3

My question follow this one.

Metrics such as MASE and MSE have better properties than MAPE.

However, MAPE has an excellent appeal for business areas, because it is easy to interpret and it is compared to the real data.

Where I work, they use cMAPE to select the models and it is calculated as: $$\text{cMAPE} = \frac{|\text{y}_\text{true} - \text{y}_\text{pred}|}{\max(\text{y}_\text{true}, \text{y}_\text{pred})}$$

It was made like this in order to prevent the occurrence of 0's in y_true. However, clearly, the problem with this metric is that: higher y_pred tends to produce smaller cMAPE.

So, I was thinking of using MASE or MSE to select the models, but show the final result as cMAPE because anyone can understand easily.

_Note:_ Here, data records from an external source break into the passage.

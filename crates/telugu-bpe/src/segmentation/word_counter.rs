//! # Word Counter

use compact_str::CompactString;

use crate::{
    segmentation::WordSpan,
    types::{TBHashMap, hash_map_with_capacity},
};

/// Split preprocessed text into per-codepoint [`WordSpan`]s, in text order.
///
/// Every occurrence is kept; words are delimited by whitespace runs.
pub fn split_words<S: AsRef<str>>(text: S) -> Vec<WordSpan> {
    text.as_ref()
        .split_whitespace()
        .map(WordSpan::from_word)
        .collect()
}

/// Counts word occurrences of preprocessed text.
///
/// Pair frequencies computed over the unique words, weighted by these counts,
/// are exactly the per-occurrence sums over the corpus.
#[derive(Debug, Clone, Default)]
pub struct WordCounter {
    word_counts: TBHashMap<CompactString, usize>,
}

impl WordCounter {
    /// Create a new word counter.
    pub fn new() -> Self {
        Self {
            word_counts: hash_map_with_capacity(1024),
        }
    }

    /// Update word counts inplace from preprocessed text.
    pub fn update_from_text<S: AsRef<str>>(
        &mut self,
        text: S,
    ) {
        for word in text.as_ref().split_whitespace() {
            *self.word_counts.entry(word.into()).or_default() += 1;
        }
    }

    /// The number of unique words.
    pub fn unique_words(&self) -> usize {
        self.word_counts.len()
    }

    /// The number of word occurrences.
    pub fn total_words(&self) -> usize {
        self.word_counts.values().sum()
    }

    /// The count of a word.
    pub fn count(
        &self,
        word: &str,
    ) -> usize {
        self.word_counts.get(word).copied().unwrap_or_default()
    }

    /// Convert to ``(WordSpan, count)`` pairs, sorted by word.
    pub fn to_word_span_counts(&self) -> (Vec<WordSpan>, Vec<usize>) {
        let mut items: Vec<(&CompactString, usize)> =
            self.word_counts.iter().map(|(w, &c)| (w, c)).collect();
        items.sort();

        items
            .into_iter()
            .map(|(w, c)| (WordSpan::from_word(w), c))
            .unzip()
    }
}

Is it valid? Or will it create another problem?

  • 3
    It might, in that someone else might come along and say "I can do better than (he) did!", and prove it by taking your model, optimizing it with respect to cMAPE, and presenting the results, which, naturally, will have a lower cMAPE than yours. – jbowman Aug 25 '23 at 15:18

1 Answers1

6

You can certainly do this. (You can do a lot of things.)

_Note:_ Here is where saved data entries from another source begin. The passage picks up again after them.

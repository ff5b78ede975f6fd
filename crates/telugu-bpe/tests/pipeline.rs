#![allow(missing_docs)]

use std::collections::BTreeSet;

use telugu_bpe::{
    TeluguBpeError,
    TeluguTokenizer,
    encoders::{MergeReplayEncoder, SymbolEncoder, encode},
    preprocess::preprocess,
    training::{VocabLearnerOptions, learn},
    types::Symbol,
    vocab::{BpeModel, MergeList, MergeRule},
};

const SAMPLE_CORPUS: &str = "
    నమస్కారం తెలుగు భాష చాలా అందమైన భాష
    తెలుగు భారతదేశంలోని ద్రావిడ భాషల్లో ఒకటి
    తెలుగు అక్షరమాల లో 56 అక్షరాలు ఉన్నాయి
";

fn alphabet(text: &str) -> BTreeSet<Symbol> {
    text.chars()
        .filter(|c| !c.is_whitespace())
        .map(|c| Symbol::from(c.to_string()))
        .collect()
}

#[test]
fn alphabet_sized_target_learns_nothing() {
    let text = preprocess("నమస్కారం");
    let chars = alphabet(&text);
    assert_eq!(chars.len(), 8);

    let model = learn(&text, chars.len());
    assert!(model.merges().is_empty());
    assert_eq!(model.vocab(), &chars);

    let tokens = encode(&text, model.merges());
    let expected: Vec<String> = text
        .chars()
        .filter(|c| !c.is_whitespace())
        .map(String::from)
        .collect();
    assert_eq!(tokens, expected);
}

#[test]
fn one_merge_takes_a_repeated_pair() {
    let text = preprocess("అమ్మ అమ్మ నాన్న");
    let chars = alphabet(&text);
    assert_eq!(chars.len(), 5);

    let model = learn(&text, chars.len() + 1);
    assert_eq!(model.merges().as_slice(), &[MergeRule::new("అ", "మ")]);
    assert_eq!(model.vocab_len(), 6);

    assert_eq!(encode("అమ్మ", model.merges()), vec!["అమ", "్", "మ"]);
}

#[test]
fn sample_corpus_pipeline() {
    let tokenizer = TeluguTokenizer::train(SAMPLE_CORPUS, VocabLearnerOptions::default()).unwrap();
    let model = tokenizer.model();

    // The corpus runs out of pairs long before the default target.
    assert_eq!(model.vocab_size(), 5000);
    assert_eq!(alphabet(&preprocess(SAMPLE_CORPUS)).len(), 31);
    assert_eq!(model.merges().len(), 39);
    assert_eq!(model.vocab_len(), 31 + 39);

    let first: Vec<String> = model.merges().iter().take(3).map(MergeRule::key).collect();
    assert_eq!(first, vec!["ా ల", "ా ష", "ు గ"]);

    assert_eq!(
        tokenizer.encode("తెలుగు భాష"),
        vec!["త", "ెల", "ుగ", "ు", "భ", "ాష"]
    );
}

#[test]
fn model_round_trip_preserves_encoding() {
    let tokenizer = TeluguTokenizer::train(SAMPLE_CORPUS, VocabLearnerOptions::new(60)).unwrap();
    let samples = [
        SAMPLE_CORPUS,
        "తెలుగు భాష చాలా అందమైన భాష",
        "Hello, ప్రపంచం! 2024",
        "",
    ];

    tempdir::TempDir::new("pipeline_test")
        .and_then(|dir| {
            let path = dir.path().join("models").join("telugu_bpe_model.json");
            tokenizer.save(&path).expect("Failed to save model");

            let loaded = TeluguTokenizer::load(&path).expect("Failed to load model");
            assert_eq!(loaded.model(), tokenizer.model());
            for sample in samples {
                assert_eq!(loaded.encode(sample), tokenizer.encode(sample), "{sample:?}");
            }

            // Saving the reloaded model reproduces the file byte for byte.
            let copy = dir.path().join("copy.json");
            loaded.save(&copy).expect("Failed to save model copy");
            assert_eq!(std::fs::read(&path)?, std::fs::read(&copy)?);
            Ok(())
        })
        .unwrap();
}

#[test]
fn missing_model_and_empty_input() {
    tempdir::TempDir::new("pipeline_test")
        .and_then(|dir| {
            let path = dir.path().join("nope.json");
            match BpeModel::load(&path) {
                Err(TeluguBpeError::ModelNotFound { path: p }) => assert_eq!(p, path),
                other => panic!("unexpected: {other:?}"),
            }
            Ok(())
        })
        .unwrap();

    let model = learn(preprocess(SAMPLE_CORPUS), 50);
    assert!(encode("", model.merges()).is_empty());
    assert!(MergeReplayEncoder::new(model).encode("").is_empty());

    let tokenizer = TeluguTokenizer::from_model(BpeModel::default());
    assert!(matches!(tokenizer.report("  "), Err(TeluguBpeError::EmptyInput)));
}

#[test]
fn hand_written_model_file() {
    let json = r#"{
  "vocab_size": 8,
  "merges": {
    "్ మ": "్మ",
    "అ మ": "అమ",
    "అమ ్మ": "అమ్మ"
  },
  "vocab": ["అ", "మ", "్", "్మ", "అమ", "అమ్మ"]
}"#;

    tempdir::TempDir::new("pipeline_test")
        .and_then(|dir| {
            let path = dir.path().join("model.json");
            std::fs::write(&path, json)?;

            let tokenizer = TeluguTokenizer::load(&path).expect("Failed to load model");
            let merges: &MergeList = tokenizer.model().merges();
            assert_eq!(merges.as_slice()[0], MergeRule::new("్", "మ"));
            assert_eq!(tokenizer.encode("అమ్మ నాన్న"), vec![
                "అమ్మ", "న", "ా", "న", "్", "న"
            ]);
            Ok(())
        })
        .unwrap();
}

Here is the thing to keep in mind: if you want to minimize the cMAPE (maybe your bonus depends on getting a cMAPE below a certain number?), you will almost certainly want to give a forecast that is different than if you want to minimize the MSE or the MAE. (The MSE-minimizing forecast is usually also different from the MAE-minimizing one.)

For instance, assume the true demand is Poisson distributed with parameter 0.5. What is the "best" forecast? If by "best" you mean that the expected MSE is minimized, you want to forecast the expected demand, 0.5. If you want to minimize the expected MAE, you want to forecast median demand, which is 0. If you want to minimize the expected cMAPE, you want to forecast 1.

errors against forecasts

Thus, you can certainly optimize your models so their point forecasts minimizes the MAE or MSE. How do you go from a model to a point forecast? Per above, you need to decide which functional of the predictive density you want to extract. And you can then report cMAPE. However, if you are tasked to reduce the cMAPE, one lever is to extract a different functional than the one you used in minimizing the MSE or MAE.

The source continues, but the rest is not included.